Books

Super Normal Jasper Morrison

Influential industrial designer Jasper Morrison is often called a minimalist. While he favors simple forms and a limited use of materials, he insists he is most interested in wresting the maximum expression he can from an object (photo by Kento Mori). Top: a collection of utensils he designed for Alessi, 2001. All photos courtesy of Lars Müller Publishers

Pause for a moment, before you read this article, and turn away from your screen until you come across an everyday object that you might otherwise have overlooked. If you’re at your desk, it might be a paper clip or a highlighter; if you happen to be in public, perhaps it’s the umbrella sticking out of someone’s bag.

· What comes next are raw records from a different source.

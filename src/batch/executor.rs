use std::time::Instant;

use super::{Action, BatchReport, BatchRequest, BatchStep, Dump, DumpEntry, Outcome, StepReport};
use crate::database::Database;
use crate::env::Environment;
use crate::flags::{DatabaseFlags, TxnFlags};
use crate::error::ResultExt;
use crate::txn::Transaction;
use crate::{Error, Result};

/// Runs batch requests against one keyspace of an environment.
#[derive(Debug, Clone)]
pub struct BatchExecutor {
    env: Environment,
    database: Option<String>,
}

impl BatchExecutor {
    /// Executor over the environment's default keyspace.
    pub fn new(env: Environment) -> Self {
        Self { env, database: None }
    }

    /// Targets the named keyspace instead; write batches create it if needed.
    pub fn with_database(mut self, name: impl Into<String>) -> Self {
        self.database = Some(name.into());
        self
    }

    /// The environment this executor writes to.
    pub fn environment(&self) -> &Environment {
        &self.env
    }

    fn open<'t>(&self, txn: &'t Transaction) -> Result<Database<'t>> {
        match &self.database {
            None => txn.primary_database(),
            Some(name) => {
                let flags = if txn.is_read_only() { DatabaseFlags::empty() } else { DatabaseFlags::CREATE };
                txn.database(Some(name.as_str()), flags)
            }
        }
    }

    /// Executes `request` in a single transaction.
    ///
    /// Misses and malformed steps end up in the report; engine failures
    /// abort the transaction and are returned as errors. A read-only batch
    /// against a keyspace that was never created sees it as empty.
    pub fn execute(&self, request: &BatchRequest) -> Result<BatchReport> {
        let start = Instant::now();
        let txn = self.env.transaction(TxnFlags::empty(), request.write)?;
        let db = if request.write { Some(self.open(&txn)?) } else { self.open(&txn).optional()? };

        let mut report = BatchReport { steps_processed: Vec::with_capacity(request.len()), committed: false };
        for (index, step) in request.steps.iter().enumerate() {
            let outcome = match apply(db.as_ref(), step) {
                Ok(outcome) => outcome,
                Err(e) => {
                    log::warn!("Batch step {} failed, aborting: {}", index, e);
                    txn.abort();
                    return Err(e);
                }
            };
            let aborted = match outcome {
                Outcome::Success => false,
                Outcome::NotFound => step.abort,
                Outcome::Invalid => true,
            };
            report.steps_processed.push(StepReport {
                action: step.action.clone(),
                key: step.key.clone(),
                outcome,
                aborted,
            });
            if aborted {
                log::warn!("Batch aborted at step {} ({:?})", index, outcome);
                txn.abort();
                return Ok(report);
            }
        }

        txn.commit()?;
        report.committed = true;
        log::debug!("Batch of {} steps committed in {:?}", request.len(), start.elapsed());
        Ok(report)
    }

    /// Snapshots every record of the keyspace in key order.
    pub fn dump(&self) -> Result<Dump> {
        let txn = self.env.begin_ro()?;
        let db = self.open(&txn)?;
        let mut cursor = db.cursor()?;
        let entries = cursor
            .iter()
            .map(|entry| entry.map(|(key, value)| DumpEntry { key, value }))
            .collect::<Result<Vec<_>>>()?;
        drop(cursor);
        txn.commit()?;
        Ok(Dump { entries })
    }
}

fn apply(db: Option<&Database<'_>>, step: &BatchStep) -> Result<Outcome> {
    let (Some(action), Some(key)) = (step.action.as_deref(), step.key.as_deref()) else {
        return Ok(Outcome::Invalid);
    };
    let found = match (Action::parse(action), db) {
        (None, _) => return Ok(Outcome::Invalid),
        (Some(Action::Set), _) if step.value.is_none() => return Ok(Outcome::Invalid),
        // Missing keyspace in a read-only batch: nothing to find
        (Some(Action::Contains | Action::Delete), None) => false,
        (Some(Action::Set), None) => {
            return Err(Error::invalid_state("set in a read-only batch"));
        }
        (Some(Action::Contains), Some(db)) => db.contains(key)?,
        (Some(Action::Delete), Some(db)) => db.remove(key)?,
        (Some(Action::Set), Some(db)) => match &step.value {
            Some(value) => {
                db.set(key, value)?;
                true
            }
            None => return Ok(Outcome::Invalid),
        },
    };
    Ok(if found { Outcome::Success } else { Outcome::NotFound })
}

#[cfg(test)]
mod tests {
    use super::*;
    use crate::batch::StepValue;
    use crate::{Binding, EnvOptions};
    use tempfile::TempDir;

    fn setup() -> (TempDir, Environment) {
        let temp_dir = TempDir::new().unwrap();
        let env = Environment::open_with(Binding::new().unwrap(), temp_dir.path(), &EnvOptions::default())
            .unwrap();
        (temp_dir, env)
    }

    #[test]
    fn test_all_steps_commit() {
        let (_dir, env) = setup();
        let executor = BatchExecutor::new(env.clone());
        let mut request = BatchRequest::new(true);
        request.set("a", "1").set("b", "2").contains("a").delete("b");

        let report = executor.execute(&request).unwrap();
        assert!(report.committed);
        assert!(!report.aborted());
        assert_eq!(report.steps_processed.len(), 4);
        assert!(report.steps_processed.iter().all(|s| s.outcome == Outcome::Success));

        env.read(|txn| {
            assert!(txn.contains("a")?);
            assert!(!txn.contains("b")?);
            Ok(())
        })
        .unwrap();
    }

    #[test]
    fn test_miss_aborts_by_default() {
        let (_dir, env) = setup();
        let executor = BatchExecutor::new(env.clone());
        let mut request = BatchRequest::new(true);
        request.set("x", "1").delete("a").set("b", "v");

        let report = executor.execute(&request).unwrap();
        assert!(!report.committed);
        assert_eq!(report.steps_processed.len(), 2);
        let last = &report.steps_processed[1];
        assert_eq!(last.key.as_deref(), Some("a"));
        assert_eq!(last.outcome, Outcome::NotFound);
        assert!(last.aborted);

        env.read(|txn| {
            assert!(!txn.contains("x")?);
            assert!(!txn.contains("b")?);
            Ok(())
        })
        .unwrap();
    }

    #[test]
    fn test_miss_continues_without_abort_flag() {
        let (_dir, env) = setup();
        let executor = BatchExecutor::new(env.clone());
        let mut request = BatchRequest::new(true);
        request.push(BatchStep::delete("a").abort_on_miss(false)).set("b", "v");

        let report = executor.execute(&request).unwrap();
        assert!(report.committed);
        assert_eq!(report.steps_processed[0].outcome, Outcome::NotFound);
        assert!(!report.steps_processed[0].aborted);
        assert_eq!(report.steps_processed[1].outcome, Outcome::Success);
        assert_eq!(env.read(|txn| txn.get("b")).unwrap().as_deref(), Some(&b"v"[..]));
    }

    #[test]
    fn test_malformed_step_always_aborts() {
        let (_dir, env) = setup();
        let executor = BatchExecutor::new(env.clone());

        let missing_key = BatchStep { action: Some("set".into()), key: None, value: None, abort: false };
        let unknown = BatchStep { action: Some("upsert".into()), key: Some("k".into()), value: None, abort: false };
        let no_value = BatchStep { action: Some("set".into()), key: Some("k".into()), value: None, abort: false };
        let no_action = BatchStep { action: None, key: Some("d".into()), value: None, abort: false };

        for bad in [missing_key, unknown, no_value, no_action] {
            let mut request = BatchRequest::new(true);
            request.set("before", "1").push(bad);
            let report = executor.execute(&request).unwrap();
            assert!(!report.committed);
            let last = report.steps_processed.last().unwrap();
            assert_eq!(last.outcome, Outcome::Invalid);
            assert!(last.aborted);
        }
        assert!(!env.read(|txn| txn.contains("before")).unwrap());
    }

    #[test]
    fn test_read_only_batch() {
        let (_dir, env) = setup();
        env.write(|txn| txn.set("a", "1")).unwrap();
        let executor = BatchExecutor::new(env.clone());

        let mut request = BatchRequest::new(false);
        request.contains("a");
        assert!(executor.execute(&request).unwrap().committed);

        // Writes are rejected by the engine and surface as errors
        let mut request = BatchRequest::new(false);
        request.set("b", "2");
        assert!(executor.execute(&request).is_err());
        assert_eq!(env.open_transactions(), 0);
    }

    #[test]
    fn test_named_keyspace_and_dump() {
        let (_dir, env) = setup();
        let executor = BatchExecutor::new(env.clone()).with_database("items");
        let mut request = BatchRequest::new(true);
        request
            .set("b", "2")
            .set("a", "1")
            .push(BatchStep::set("raw", StepValue::Bytes(vec![0xff])));
        executor.execute(&request).unwrap();

        let dump = executor.dump().unwrap();
        let keys: Vec<_> = dump.entries.iter().map(|e| e.key.clone()).collect();
        assert_eq!(keys, vec!["a", "b", "raw"]);
        assert_eq!(dump.entries[2].value.as_ref(), &[0xff]);

        // The default keyspace only holds the keyspace record
        assert!(!env.read(|txn| txn.contains("a")).unwrap());
    }
}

Even if this item isn’t exactly what Jasper Morrison describes as “recognizable as the most normal example of a particular type of object,” you are looking at something the renowned industrial designer calls “Super Normal.” Along with fellow designer Naoto Fukasawa, Morrison coined the term in 2005 to describe those commonplace, largely anonymous objects that typically go unnoticed, yet abide as too useful to be considered banal.

Originally presented as a 2006 exhibition at Axis Gallery in Tokyo, “Super Normal” lives on as an exhibition catalog, which is spotlighted in Morrison’s latest monograph, A Book of Things (Lars Müller Publishers). The title says everything and nothing at once, a winkingly tautological twist on the notion of “unauthored” design that remains Morrison’s obsession.

Bound with a handsome woven-textile cover, the new book picks up where a previous monograph, Everything but the Walls, left off. It features nearly 80 projects, most of them from the past eight years with a handful of highlights dating back to the mid-1980s, when Morrison first established his design practice. The majority of pages are devoted to furniture designs, produced by longtime clients such as Cappellini and Vitra; the balance comprise kitchenwares, wristwatches, electronics and a couple of appliances, as well as a few exhibitions and even a viticultural diversion. (Morrison has elected to include his friend’s French vineyard, just south of St-Emilion, where he became involved in winemaking. It is an anomaly among the design objects in the book, but apparently the designer enjoys this avocation. The Australian designer Marc Newson has reportedly joined the venture and there are plans to branch out into making another wine in Greece.)

From cast-iron cookware (for Japanese manufacturer Oigen, 2012) to a Flaminia washbasin (2012) that is essentially an upside-down version of his Smithfield lampshade for Flos (2006), the British designer’s work has long been characterized by a certain understated elegance. The book’s sparse descriptions mostly let the work speak for itself, clearly presenting Morrison’s detail-oriented design process, from concept to execution. Some projects are presented with no expository text, only captions; others take on added significance simply by virtue of multiple photo spreads.

You might say Morrison’s Thinking Man’s chair launched his industrial career. The design was inspired by an antique armchair missing its upholstered seat. After numerous sketches, he made a prototype that was exhibited at the London design store Aram, where Giulio Cappellini, scion of the Italian furniture-making family, saw it and contacted him about mass producing it. It was introduced in 1986 and marked the beginning of their long and fruitful collaboration.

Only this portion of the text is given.